PCA performed on RSCU highlighted a less clear overall pattern, featured by a lower variance explained by each PC. However, when performed at the individual gene level, the differentiation among species could still be achieved. Independently on the gene, most of the codons with CpG were typically highly correlated with at least one of the PC (Fig. 3 and Supplementary figures 59). In pp1ab, with only one exception, all CpG rich codons were positively correlated with PC1 and PC2 (Supplementary figure 5). SARS-CoV-2 was the only viral species with highly negative values in both PCs. On the contrary, MERS-CoV located in the quadrant featured by higher positive values. Similarly, SARS-CoV and SARS-CO-2 had negative PC2 values, while most CpG codons were positively correlated with this component (Fig. 3 and Supplementary figure 5). In the S region, most of CpG rich codons were negatively correlated to PC1 and PC2. SARS-CoV-2 located in the positive quadrant of both PC, while SARS-CoV had positive values in the PC2 and negative ones in PC1 (Supplementary figure 6). In the N, M and E genes, SARS-CoV-2 located in regions defined by a neutral to positive association with CpG content, although in M and N genes, CpG containing codons correlation with PC was less polarized (Supplementary figures 79).

Figure 3
figure 3

Scatter plot based on the first two components of the PCA performed on RSCU. The different proteins are reported in separate cells while viral species are color-coded. The loadings are represented as arrows and the corresponding correlation circle has been reported. The 95% confidence ellipses around clusters are also reported. A more detailed representation is provided in Supplementary figures 59.

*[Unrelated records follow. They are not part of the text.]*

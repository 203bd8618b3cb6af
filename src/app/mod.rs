pub mod catalog;
pub mod fragments;
use anyhow::Result;
use tokio::net::TcpListener;
use tracing::info;
use vitrina::config;
use vitrina_server::{app::catalog::service::CatalogService, build_router, AppState};

#[tokio::main]
async fn main() -> Result<()> {
    // 初始化配置系统
    let config = config::init_config()?;

    // 初始化日志系统 - 按日期分割日志文件
    vitrina::logging::init_logging(&config.logging)?;

    info!("启动 Vitrina 预览服务器");

    let catalog = CatalogService::load(config).await;
    let app = build_router(AppState { catalog }, &config.http);

    let addr = format!("{}:{}", config.http.bind_address, config.http.port);
    let listener = TcpListener::bind(&addr).await?;

    info!("🚀 预览服务器运行在 http://{}", addr);
    info!("   静态站点目录: {}", config.http.static_dir.display());
    info!("   GET /api/products              - 全部商品");
    info!("   GET /api/products/featured     - 推荐商品");
    info!("   GET /api/products/recommended  - 推荐网格商品");
    info!("   GET /api/products/:id          - 单个商品");
    info!("   GET /api/categories            - 分类");
    info!("   GET /fragments/featured|grid   - 服务端渲染片段");

    axum::serve(listener, app).await?;
    Ok(())
}
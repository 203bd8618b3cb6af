//! 商品 API 数据模型

use serde::Serialize;
use vitrina::markup::{brand_swatch, PriceView};
use vitrina::Product;

/// 商品条目：原始记录加上页面使用的展示字段
#[derive(Debug, Clone, Serialize)]
pub struct ProductEntry {
    #[serde(flatten)]
    pub product: Product,
    pub swatch: &'static str,
    /// `US$ 40.00`，缺少价格时为空
    #[serde(skip_serializing_if = "Option::is_none")]
    pub price_label: Option<String>,
    #[serde(skip_serializing_if = "Option::is_none")]
    pub original_price_label: Option<String>,
    #[serde(skip_serializing_if = "Option::is_none")]
    pub discount_label: Option<String>,
}

impl ProductEntry {
    pub fn new(product: &Product, currency_prefix: &str) -> Self {
        let price = PriceView::from_product(product, currency_prefix);
        let (original_price_label, discount_label) =
            match price.as_ref().and_then(|p| p.markdown.clone()) {
                Some((original, discount)) => (Some(original), Some(discount)),
                None => (None, None),
            };
        Self {
            product: product.clone(),
            swatch: brand_swatch(&product.brand),
            price_label: price.map(|p| p.current),
            original_price_label,
            discount_label,
        }
    }
}
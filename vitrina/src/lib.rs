//! # Vitrina 店铺首页
//!
//! 静态店铺首页的页面逻辑，与运行环境无关：
//! - 按候选路径顺序加载 `data/products.json`
//! - 渲染推荐商品面板和推荐商品网格
//! - 导航下拉菜单、加入购物车反馈、搜索提示
//!
//! 浏览器绑定见 `vitrina-web`，本地预览服务器见 `vitrina-server`。

pub mod catalog;
pub mod config;
pub mod error;
pub mod fetch;
pub mod interaction;
#[cfg(not(target_arch = "wasm32"))]
pub mod logging;
pub mod markup;
pub mod memory;
pub mod model;
pub mod page;
pub mod storefront;

pub use catalog::CatalogLoader;
pub use config::{Config, ConfigError};
pub use error::{CatalogError, FetchError, RenderError};
pub use fetch::{FetchResponse, Fetcher};
pub use interaction::{CartTarget, UiEvent};
pub use memory::MemoryPage;
pub use model::{Catalog, Category, Product, ProductId};
pub use page::{Page, Slot};
pub use storefront::{LoadState, Storefront, StorefrontSettings};

#[cfg(not(target_arch = "wasm32"))]
pub use fetch::FsFetcher;
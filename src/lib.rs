//! # Vitrina 预览服务器
//!
//! 本地托管静态店铺首页：
//! - 静态文件（`index.html`、样式、wasm 包、`data/*.json`）
//! - 商品目录 JSON API
//! - 服务端渲染的推荐面板和商品网格片段

pub mod app;
pub mod core;

use app::catalog::{handler as catalog, service::CatalogService};
use app::fragments::handler as fragments;
use axum::{extract::State, middleware, response::Json, routing::get, Router};
use std::time::Duration;
use tower::ServiceBuilder;
use tower_http::{
    cors::{Any, CorsLayer},
    services::ServeDir,
    timeout::TimeoutLayer,
    trace::TraceLayer,
};
use vitrina::config::HttpConfig;

/// 应用状态
#[derive(Clone)]
pub struct AppState {
    pub catalog: CatalogService,
}

/// 构建路由，未匹配的路径交给静态文件服务
pub fn build_router(state: AppState, http: &HttpConfig) -> Router {
    Router::new()
        .route("/health", get(health_check))
        .route("/api/products", get(catalog::list_products))
        .route("/api/products/featured", get(catalog::get_featured))
        .route("/api/products/recommended", get(catalog::list_recommended))
        .route("/api/products/:id", get(catalog::get_product))
        .route("/api/categories", get(catalog::list_categories))
        .route("/fragments/featured", get(fragments::featured))
        .route("/fragments/grid", get(fragments::grid))
        .fallback_service(ServeDir::new(&http.static_dir))
        .layer(
            ServiceBuilder::new()
                .layer(TraceLayer::new_for_http())
                .layer(
                    CorsLayer::new()
                        .allow_origin(Any)
                        .allow_methods(Any)
                        .allow_headers(Any),
                )
                .layer(TimeoutLayer::new(Duration::from_secs(http.timeout_seconds)))
                .layer(middleware::from_fn(
                    crate::core::middleware::request_logging_middleware,
                )),
        )
        .with_state(state)
}

/// 健康检查
async fn health_check(State(state): State<AppState>) -> Json<serde_json::Value> {
    let products = state
        .catalog
        .load_result()
        .map(|c| c.len())
        .unwrap_or(0);
    let status = if products > 0 { "healthy" } else { "degraded" };
    Json(serde_json::json!({
        "status": status,
        "products": products,
        "timestamp": chrono::Utc::now().to_rfc3339(),
    }))
}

A differential codon usage among proteins could be confirmed by effective codon usage analysis. E gene showed an overall more biased codon usage (lower Nc) compared to other viral proteins and the host coding sequences. Among HCoVs, MERS-CoV, SARS-CoV and SARS-CoV-2 showed a higher Nc, fully overlapping with the host one in all but E coding regions. HCoV-HKU1, HCoV-NL63 and to a lesser extent HCoV-OC43 and HCoV-229E had a lower Nc, distinct from the host, although exceptions were present for specific species-gene pairs (Fig. 4).

Figure 4
figure 4

Left figure: Boxplot reporting the Nc and Nc′ values of HCoV species (color-coded). For comparison, the host value distribution (in grey) is reported nearby each gene. Right figure: Scatterplot reporting the relationship between Nc and Nc′ and GC3 content of HCoVs coding sequences. HCoVs proteins have been color-coded while the host lung genes have been reported in grey. The line representing the expected Nc values, which would result from GC3 composition being the only factor influencing the codon usage bias, has been superimposed.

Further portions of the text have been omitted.